> **Problem description**: With the string "read" as the filter, copy each matching line from the records.

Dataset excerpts
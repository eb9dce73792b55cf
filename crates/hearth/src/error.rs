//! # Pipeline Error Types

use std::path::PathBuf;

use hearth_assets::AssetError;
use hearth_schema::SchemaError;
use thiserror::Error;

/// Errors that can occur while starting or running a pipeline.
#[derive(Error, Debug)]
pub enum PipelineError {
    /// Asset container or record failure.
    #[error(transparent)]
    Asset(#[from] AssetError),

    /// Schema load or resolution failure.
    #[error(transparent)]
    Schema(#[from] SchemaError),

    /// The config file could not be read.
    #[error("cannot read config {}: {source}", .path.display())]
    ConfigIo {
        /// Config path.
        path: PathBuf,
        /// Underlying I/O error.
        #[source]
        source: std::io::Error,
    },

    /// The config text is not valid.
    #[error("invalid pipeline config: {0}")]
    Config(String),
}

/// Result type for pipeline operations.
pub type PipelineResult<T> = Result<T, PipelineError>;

> **Solution for this problem**:
    /// The config file could not be read.
    #[error("cannot read config {}: {source}", .path.display())]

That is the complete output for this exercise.